Two α1-adrenergic receptor subtypes regulating the vasopressor response have differential roles in blood pressure regulation

To study the functional role of individual alpha(1)-adrenergic (AR) subtypes in blood pressure (BP) regulation, we used mice lacking the alpha(1B)-AR and/or alpha(1D)-AR with the same genetic background and further studied their hemodynamic and vasoconstrictive responses. Both the alpha(1D)-AR knockout and alpha(1B)-/- alpha(1D)-AR double knockout mice, but not the alpha(1B)-AR knockout mice, had significantly (p < 0.05) lower levels of basal systolic and mean arterial BP than wild-type mice in nonanesthetized condition, and they showed no significant change in heart rate or in cardiac function, as assessed by echocardiogram. All mutants showed a significantly (p < 0.05) reduced catecholamine-induced pressor and vasoconstriction responses. It is noteworthy that the infusion of norepinephrine did not elicit any pressor response at all in alpha(1B)-/alpha(1D)-AR double knockout mice. In an attempt to further examine alpha(1)-AR subtype, which is involved in the genesis or maintenance of hypertension, BP after salt loading was monitored by tail-cuff readings and confirmed at the endpoint by direct intra-arterial recording.

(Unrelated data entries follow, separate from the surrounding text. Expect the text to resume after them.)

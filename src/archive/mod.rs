// MediaCat - Chaptered Audiobook Assembly
// Copyright (C) 2025 MediaCat contributors
//
// This program is free software: you can redistribute it and/or modify
// it under the terms of the GNU General Public License as published by
// the Free Software Foundation, either version 3 of the License, or
// (at your option) any later version.
//
// This program is distributed in the hope that it will be useful,
// but WITHOUT ANY WARRANTY; without even the implied warranty of
// MERCHANTABILITY or FITNESS FOR A PARTICULAR PURPOSE. See the
// GNU General Public License for more details.
//
// You should have received a copy of the GNU General Public License
// along with this program. If not, see <https://www.gnu.org/licenses/>.


//! Archive extraction for the list command
//!
//! Given an archive path, produce a scratch directory of extracted entries.
//! The directory is a scoped resource: it lives as long as the extractor and
//! is deleted when the extractor is dropped.
//!
//! Supported: zip, tar (optionally gzip-compressed), single-file gzip.
//! Other compressions are rejected with `UnsupportedArchive`.

use crate::error::{MediaCatError, Result};
use flate2::read::GzDecoder;
use std::fs::File;
use std::path::{Path, PathBuf};
use tempfile::TempDir;
use tracing::debug;

/// Extracts an archive into an exclusively owned scratch directory
#[derive(Debug)]
pub struct ArchiveExtractor {
    dir: TempDir,
}

impl ArchiveExtractor {
    /// Extract `archive` into a fresh scratch directory.
    pub fn open(archive: &Path) -> Result<Self> {
        if !archive.is_file() {
            return Err(MediaCatError::input_not_found(archive.display()));
        }

        let dir = tempfile::Builder::new().prefix("mediacat-").tempdir()?;
        debug!("extracting {} into {}", archive.display(), dir.path().display());

        let name = archive
            .file_name()
            .map(|n| n.to_string_lossy().to_lowercase())
            .unwrap_or_default();

        if name.ends_with(".zip") {
            Self::extract_zip(archive, dir.path())?;
        } else if name.ends_with(".tar.gz") || name.ends_with(".tgz") {
            Self::extract_tar(GzDecoder::new(File::open(archive)?), dir.path())?;
        } else if name.ends_with(".tar") {
            Self::extract_tar(File::open(archive)?, dir.path())?;
        } else if name.ends_with(".gz") {
            Self::extract_gzip(archive, dir.path())?;
        } else {
            let suffix = archive
                .extension()
                .map(|e| e.to_string_lossy().to_string())
                .unwrap_or_else(|| name.clone());
            return Err(MediaCatError::UnsupportedArchive(suffix));
        }

        Ok(Self { dir })
    }

    /// Directory holding the extracted entries.
    pub fn path(&self) -> &Path {
        self.dir.path()
    }

    fn extract_zip(archive: &Path, target: &Path) -> Result<()> {
        let file = File::open(archive)?;
        let mut zip = zip::ZipArchive::new(file)
            .map_err(|e| MediaCatError::ArchiveFailed(format!("{}: {e}", archive.display())))?;
        zip.extract(target)
            .map_err(|e| MediaCatError::ArchiveFailed(format!("{}: {e}", archive.display())))
    }

    fn extract_tar<R: std::io::Read>(reader: R, target: &Path) -> Result<()> {
        tar::Archive::new(reader)
            .unpack(target)
            .map_err(|e| MediaCatError::ArchiveFailed(e.to_string()))
    }

    /// Single-file gzip: the entry keeps the archive's name minus `.gz`.
    fn extract_gzip(archive: &Path, target: &Path) -> Result<()> {
        let output_name: PathBuf = archive
            .file_stem()
            .map(PathBuf::from)
            .unwrap_or_else(|| PathBuf::from("extracted"));

        let mut decoder = GzDecoder::new(File::open(archive)?);
        let mut out = File::create(target.join(output_name))?;
        std::io::copy(&mut decoder, &mut out)
            .map_err(|e| MediaCatError::ArchiveFailed(e.to_string()))?;
        Ok(())
    }
}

After salt loading, alpha(1B)-AR knockout mice developed a comparable level of hypertension to wild-type mice, whereas mice lacking alpha(1D)-AR had significantly (p < 0.05) attenuated BP and lower levels of circulating catecholamines. Our data indicated that alpha(1B)- and alpha(1D)-AR subtypes participate cooperatively in BP regulation; however, the deletion of the functional alpha(1D)-AR, not alpha(1B)-AR, leads to an antihypertensive effect. The study shows differential contributions of alpha(1B)- and alpha(1D)-ARs in BP regulation.